Rating: Not rated
Tags: Fiction
Summary
EDITORIAL REVIEW: *Winner of the 2010 Nebula Award for
Best Novel* In this Time Magazine top 10 book of the year,
Anderson Lake is a company man, AgriGen's Calorie Man in
Thailand. Under cover as a factory manager, Anderson combs
Bangkok's street markets in search of foodstuffs thought to
be extinct, hoping to reap the bounty of history's lost
calories. There, he encounters Emiko. Emiko is the Windup
Girl, a strange and beautiful creature. One of the New
People, Emiko is not human; instead, she is an engineered
being, creche-grown and programmed to satisfy the decadent
whims of a Kyoto businessman, but now abandoned to the
streets of Bangkok. Regarded as soulless beings by some,
devils by others, New People are slaves, soldiers, and toys
of the rich in a chilling near future in which calorie
companies rule the world, the oil age has passed, and the
side effects of bio-engineered plagues run rampant across the
globe. What Happens when calories become currency?
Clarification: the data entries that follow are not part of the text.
use async_trait::async_trait;
use serde_json::Value;
use sqlx::{postgres::PgRow, PgPool, Postgres, Row, Transaction};
use tracing::{debug, info, instrument, warn};

use super::{
    ensure_id, Collection, DeleteResult, Document, DocumentStore, Filter, FindQuery,
    InsertOneResult, Update, UpdateResult, WriteMode,
};
use crate::shared::AppError;

const CREATE_DOCUMENTS_TABLE: &str = "CREATE TABLE IF NOT EXISTS documents (
    collection TEXT NOT NULL,
    id TEXT NOT NULL,
    body JSONB NOT NULL,
    created_at TIMESTAMPTZ NOT NULL DEFAULT now(),
    PRIMARY KEY (collection, id)
)";

/// PostgreSQL implementation of the document store
///
/// All collections share one `documents` table keyed by (collection, id)
/// with the document held as JSONB. Filters and ordering run in process
/// over the collection's rows.
pub struct PostgresDocumentStore {
    pool: PgPool,
}

impl PostgresDocumentStore {
    pub fn new(pool: PgPool) -> Self {
        Self { pool }
    }

    /// Connects to the database and makes sure the documents table exists
    pub async fn connect(database_url: &str) -> Result<Self, AppError> {
        let pool = PgPool::connect(database_url).await.map_err(|e| {
            warn!(error = %e, "Failed to connect to database");
            AppError::DatabaseError(e.to_string())
        })?;

        let store = Self::new(pool);
        store.ensure_schema().await?;
        Ok(store)
    }

    #[instrument(skip(self))]
    pub async fn ensure_schema(&self) -> Result<(), AppError> {
        sqlx::query(CREATE_DOCUMENTS_TABLE)
            .execute(&self.pool)
            .await
            .map_err(db_error)?;

        info!("Document table ready");
        Ok(())
    }

    async fn load_collection(&self, collection: Collection) -> Result<Vec<Document>, AppError> {
        let rows = sqlx::query(
            "SELECT body FROM documents WHERE collection = $1 ORDER BY created_at, id",
        )
        .bind(collection.as_str())
        .fetch_all(&self.pool)
        .await
        .map_err(db_error)?;

        rows.iter().map(body_of).collect()
    }
}

fn db_error(e: sqlx::Error) -> AppError {
    warn!(error = %e, "Document store query failed");
    AppError::DatabaseError(e.to_string())
}

fn body_of(row: &PgRow) -> Result<Document, AppError> {
    match row.try_get::<Value, _>("body").map_err(db_error)? {
        Value::Object(document) => Ok(document),
        other => {
            warn!(kind = ?other, "Stored body is not a JSON object");
            Err(AppError::DatabaseError(
                "Stored body is not a document".to_string(),
            ))
        }
    }
}

async fn lock_row(
    tx: &mut Transaction<'_, Postgres>,
    collection: Collection,
    id: &str,
) -> Result<Option<Document>, AppError> {
    let row = sqlx::query("SELECT body FROM documents WHERE collection = $1 AND id = $2 FOR UPDATE")
        .bind(collection.as_str())
        .bind(id)
        .fetch_optional(&mut **tx)
        .await
        .map_err(db_error)?;

    row.as_ref().map(body_of).transpose()
}

/// Applies `update` to a row already locked by `lock_row` and writes it back when it changed.
async fn apply_locked(
    tx: &mut Transaction<'_, Postgres>,
    collection: Collection,
    id: &str,
    update: &Update,
    mut document: Document,
) -> Result<UpdateResult, AppError> {
    let modified = update.apply(&mut document);
    if modified {
        sqlx::query("UPDATE documents SET body = $3 WHERE collection = $1 AND id = $2")
            .bind(collection.as_str())
            .bind(id)
            .bind(Value::Object(document))
            .execute(&mut **tx)
            .await
            .map_err(db_error)?;
    }
    Ok(UpdateResult::matched(modified))
}

#[async_trait]
impl DocumentStore for PostgresDocumentStore {
    #[instrument(skip(self, document))]
    async fn insert_one(
        &self,
        collection: Collection,
        mut document: Document,
    ) -> Result<InsertOneResult, AppError> {
        let id = ensure_id(&mut document);
        debug!(collection = %collection, id = %id, "Inserting document in database");

        sqlx::query("INSERT INTO documents (collection, id, body) VALUES ($1, $2, $3)")
            .bind(collection.as_str())
            .bind(&id)
            .bind(Value::Object(document))
            .execute(&self.pool)
            .await
            .map_err(db_error)?;

        Ok(InsertOneResult {
            acknowledged: true,
            inserted_id: id,
        })
    }

    #[instrument(skip(self))]
    async fn find_by_id(
        &self,
        collection: Collection,
        id: &str,
    ) -> Result<Option<Document>, AppError> {
        let row = sqlx::query("SELECT body FROM documents WHERE collection = $1 AND id = $2")
            .bind(collection.as_str())
            .bind(id)
            .fetch_optional(&self.pool)
            .await
            .map_err(db_error)?;

        match row {
            Some(row) => {
                debug!(collection = %collection, id = %id, "Document found in database");
                body_of(&row).map(Some)
            }
            None => {
                debug!(collection = %collection, id = %id, "Document not found in database");
                Ok(None)
            }
        }
    }

    #[instrument(skip(self, filter))]
    async fn find_one(
        &self,
        collection: Collection,
        filter: &Filter,
    ) -> Result<Option<Document>, AppError> {
        let documents = self.load_collection(collection).await?;
        Ok(documents.into_iter().find(|d| filter.matches(d)))
    }

    #[instrument(skip(self, query))]
    async fn find(
        &self,
        collection: Collection,
        query: &FindQuery,
    ) -> Result<Vec<Document>, AppError> {
        let documents = self.load_collection(collection).await?;
        let matched = query.apply(documents);
        debug!(collection = %collection, count = matched.len(), "Documents listed from database");
        Ok(matched)
    }

    /// Read-modify-write under a row lock, so updates to one document serialize.
    ///
    /// A missing row cannot be locked, so two upserts of the same new id can
    /// both reach the insert. The loser of that race re-reads the winner's row
    /// under lock and applies its update on top.
    #[instrument(skip(self, update))]
    async fn update_one(
        &self,
        collection: Collection,
        id: &str,
        update: &Update,
        mode: WriteMode,
    ) -> Result<UpdateResult, AppError> {
        let mut tx = self.pool.begin().await.map_err(db_error)?;

        let result = match (lock_row(&mut tx, collection, id).await?, mode) {
            (Some(document), _) => apply_locked(&mut tx, collection, id, update, document).await?,
            (None, WriteMode::UpdateExisting) => UpdateResult::unmatched(),
            (None, WriteMode::Upsert) => {
                let inserted = sqlx::query(
                    "INSERT INTO documents (collection, id, body) VALUES ($1, $2, $3) ON CONFLICT (collection, id) DO NOTHING",
                )
                .bind(collection.as_str())
                .bind(id)
                .bind(Value::Object(update.to_upserted(id)))
                .execute(&mut *tx)
                .await
                .map_err(db_error)?
                .rows_affected();

                if inserted == 1 {
                    UpdateResult::upserted(id)
                } else {
                    debug!(collection = %collection, id = %id, "Concurrent insert won, updating its row");
                    match lock_row(&mut tx, collection, id).await? {
                        Some(document) => {
                            apply_locked(&mut tx, collection, id, update, document).await?
                        }
                        None => {
                            warn!(collection = %collection, id = %id, "Conflicting row vanished during upsert");
                            return Err(AppError::DatabaseError(format!(
                                "Upsert conflict on {} in {}",
                                id, collection
                            )));
                        }
                    }
                }
            }
        };

        tx.commit().await.map_err(db_error)?;

        debug!(
            collection = %collection,
            id = %id,
            matched = result.matched_count,
            modified = result.modified_count,
            upserted = result.upserted_id.is_some(),
            "Update applied in database"
        );
        Ok(result)
    }

    #[instrument(skip(self))]
    async fn delete_one(
        &self,
        collection: Collection,
        id: &str,
    ) -> Result<DeleteResult, AppError> {
        let result = sqlx::query("DELETE FROM documents WHERE collection = $1 AND id = $2")
            .bind(collection.as_str())
            .bind(id)
            .execute(&self.pool)
            .await
            .map_err(db_error)?;

        Ok(DeleteResult {
            acknowledged: true,
            deleted_count: result.rows_affected(),
        })
    }
}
What
happens when bio-terrorism becomes a tool for corporate
profits, when said bio-terrorism's genetic drift forces
mankind to the cusp of post-human evolution? In The Windup
Girl, award-winning author Paolo Bacigalupi returns to the
world of The Calorie Man; (Theodore Sturgeon Memorial
Award-winner, Hugo Award nominee, 2006) and Yellow Card Man
(Hugo Award nominee, 2007) in order to address these poignant
questions. This title has been nominated for both the Hugo
and Nebula awards. This title was also on the best book lists
of the year for Library Journal and Publishers Weekly.